Ordonnance de protection

Adoption en procédure accélérée d’une proposition de loi dans le texte de la commission modifié

Mme la présidente. L’ordre du jour appelle la discussion de la proposition de loi, adoptée par l’Assemblée nationale après engagement de la procédure accélérée, allongeant la durée de l’ordonnance de protection et créant l’ordonnance provisoire de protection immédiate (proposition n° 380, texte de la commission n° 558, rapport n° 557).

Discussion générale

Discussion générale (début)
Dossier législatif : proposition de loi renforçant l'ordonnance de protection et créant l'ordonnance provisoire de protection immédiate
Article 1er

Mme la présidente. Dans la discussion générale, la parole est à Mme la ministre déléguée.

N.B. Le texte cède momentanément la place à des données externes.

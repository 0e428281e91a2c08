/**
 * Health Routes
 * Endpoints for checking backend health status
 */
use axum::{http::StatusCode, response::IntoResponse, Json};
use chrono::{DateTime, Utc};
use serde::{Deserialize, Serialize};
use std::time::Instant;

// Track server start time for uptime calculation
lazy_static::lazy_static! {
    static ref SERVER_START: Instant = Instant::now();
}

/// Initialize the server start time
pub fn init_start_time() {
    lazy_static::initialize(&SERVER_START);
}

/// Single service check result
#[derive(Debug, Serialize, Deserialize)]
#[serde(rename_all = "camelCase")]
pub struct ServiceCheck {
    pub status: String,
    #[serde(skip_serializing_if = "Option::is_none")]
    pub response_time: Option<u64>,
    #[serde(skip_serializing_if = "Option::is_none")]
    pub error: Option<String>,
}

/// Detailed health check response
#[derive(Debug, Serialize, Deserialize)]
#[serde(rename_all = "camelCase")]
pub struct DetailedHealthResponse {
    pub status: String,
    pub timestamp: DateTime<Utc>,
    #[serde(skip_serializing_if = "Option::is_none")]
    pub uptime: Option<u64>,
    pub checks: HealthChecks,
}

#[derive(Debug, Serialize, Deserialize)]
pub struct HealthChecks {
    pub database: ServiceCheck,
}

/// Ready check response
#[derive(Debug, Serialize, Deserialize)]
#[serde(rename_all = "camelCase")]
pub struct ReadyResponse {
    pub status: String,
    pub timestamp: DateTime<Utc>,
    #[serde(skip_serializing_if = "Option::is_none")]
    pub uptime: Option<u64>,
    #[serde(skip_serializing_if = "Option::is_none")]
    pub checks: Option<ReadyChecks>,
    #[serde(skip_serializing_if = "Option::is_none")]
    pub reason: Option<String>,
}

#[derive(Debug, Serialize, Deserialize)]
pub struct ReadyChecks {
    pub database: String,
}

/// Simple health response
#[derive(Debug, Serialize, Deserialize)]
pub struct SimpleHealthResponse {
    pub status: String,
}

/// GET /health - Simple health ping
pub async fn health_ping() -> impl IntoResponse {
    Json(SimpleHealthResponse {
        status: "ok".to_string(),
    })
}

/// GET /health/detailed - Detailed health with all checks
pub async fn health_detailed() -> impl IntoResponse {
    let uptime = SERVER_START.elapsed().as_secs();

    let database_check = match crate::db::health_check().await {
        Ok(duration) => ServiceCheck {
            status: "healthy".to_string(),
            response_time: Some(duration.as_millis() as u64),
            error: None,
        },
        Err(e) => ServiceCheck {
            status: "unhealthy".to_string(),
            response_time: None,
            error: Some(e.to_string()),
        },
    };

    // Overall status is "ok" whenever the process is up; the per-service
    // checks carry the detail.
    let response = DetailedHealthResponse {
        status: "ok".to_string(),
        timestamp: Utc::now(),
        uptime: Some(uptime),
        checks: HealthChecks {
            database: database_check,
        },
    };

    (StatusCode::OK, Json(response))
}

/// GET /health/database - Database health check
pub async fn health_database() -> impl IntoResponse {
    match crate::db::health_check().await {
        Ok(duration) => {
            let check = ServiceCheck {
                status: "healthy".to_string(),
                response_time: Some(duration.as_millis() as u64),
                error: None,
            };
            (StatusCode::OK, Json(check))
        }
        Err(e) => {
            let check = ServiceCheck {
                status: "unhealthy".to_string(),
                response_time: None,
                error: Some(e.to_string()),
            };
            (StatusCode::OK, Json(check))
        }
    }
}

/// GET /health/ready - Readiness check
pub async fn health_ready() -> impl IntoResponse {
    let uptime = SERVER_START.elapsed().as_secs();

    let database_status = match crate::db::health_check().await {
        Ok(_) => "healthy".to_string(),
        Err(_) => "unhealthy".to_string(),
    };

    // The process serves cached/public content even without a database, so
    // readiness only requires the server loop.
    let response = ReadyResponse {
        status: "ready".to_string(),
        timestamp: Utc::now(),
        uptime: Some(uptime),
        checks: Some(ReadyChecks {
            database: database_status,
        }),
        reason: None,
    };

    (StatusCode::OK, Json(response))
}

#[cfg(test)]
mod tests {
    use super::*;
    use axum::body::Body;
    use axum::http::Request;
    use axum::routing::get;
    use axum::Router;
    use tower::ServiceExt;

    fn test_router() -> Router {
        Router::new()
            .route("/health", get(health_ping))
            .route("/health/detailed", get(health_detailed))
            .route("/health/database", get(health_database))
            .route("/health/ready", get(health_ready))
    }

    async fn get_json<T: serde::de::DeserializeOwned>(app: Router, uri: &str) -> (StatusCode, T) {
        let req = Request::get(uri).body(Body::empty()).unwrap();
        let res = app.oneshot(req).await.unwrap();
        let status = res.status();
        let body = axum::body::to_bytes(res.into_body(), usize::MAX)
            .await
            .unwrap();
        let value: T = serde_json::from_slice(&body).unwrap();
        (status, value)
    }

    #[tokio::test]
    async fn test_health_ping_returns_ok() {
        init_start_time();
        let (status, body) = get_json::<SimpleHealthResponse>(test_router(), "/health").await;
        assert_eq!(status, StatusCode::OK);
        assert_eq!(body.status, "ok");
    }

    #[tokio::test]
    async fn test_health_database_returns_when_no_pool() {
        let (status, body) = get_json::<ServiceCheck>(test_router(), "/health/database").await;
        assert_eq!(status, StatusCode::OK);
        assert_eq!(body.status, "unhealthy");
    }

    #[tokio::test]
    async fn test_health_detailed_returns_ok() {
        init_start_time();
        let (status, body) =
            get_json::<DetailedHealthResponse>(test_router(), "/health/detailed").await;
        assert_eq!(status, StatusCode::OK);
        assert_eq!(body.status, "ok");
        assert!(body.uptime.is_some());
    }

    #[tokio::test]
    async fn test_health_ready_returns_ready() {
        init_start_time();
        let (status, body) = get_json::<ReadyResponse>(test_router(), "/health/ready").await;
        assert_eq!(status, StatusCode::OK);
        assert_eq!(body.status, "ready");
    }
}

Mme Sarah El Haïry, ministre déléguée auprès de la ministre du travail, de la santé et des solidarités, de la ministre de léducation nationale et de la jeunesse et du garde des sceaux, ministre de la justice, chargée de lenfance, de la jeunesse et des familles. Madame la présidente, monsieur le président de la commission des lois, madame la rapporteure, mesdames, messieurs les sénateurs, j’ouvrirai mon propos en vous priant d’excuser le garde des sceaux qui, compte tenu du drame que nous avons malheureusement vécu aujourd’hui, se trouve aux côtés des agents de la pénitentiaire, en cellule de crise. C’est un réel choc qui touche notre pays.

Mais il est des combats, mesdames, messieurs les sénateurs, que nous devons conduire sans jamais faillir ; et tel est bien le sens de notre détermination collective à faire reculer toutes les formes de violences intimes, celles qui, exposant à plus de 80 % des femmes et des enfants, mettent en danger les personnes au sein de leur propre foyer.

Ce texte est de nouveau l’occasion de concrétiser notre mobilisation transpartisane pour renforcer la protection des victimes et assurer la réactivité de l’action judiciaire. C’est pourquoi je soutiens pleinement les objectifs de la proposition de loi que nous examinons aujourd’hui.

Comme vous le savez, ce texte est issu des travaux que vous avez menés, madame la rapporteure, très chère Dominique Vérien, avec la députée Émilie Chandler, dans le cadre de l’élaboration du rapport Plan rouge VIF. Améliorer le traitement judiciaire des violences intrafamiliales. Ce rapport – j’y insiste – fera date en matière de lutte contre les violences faites aux femmes.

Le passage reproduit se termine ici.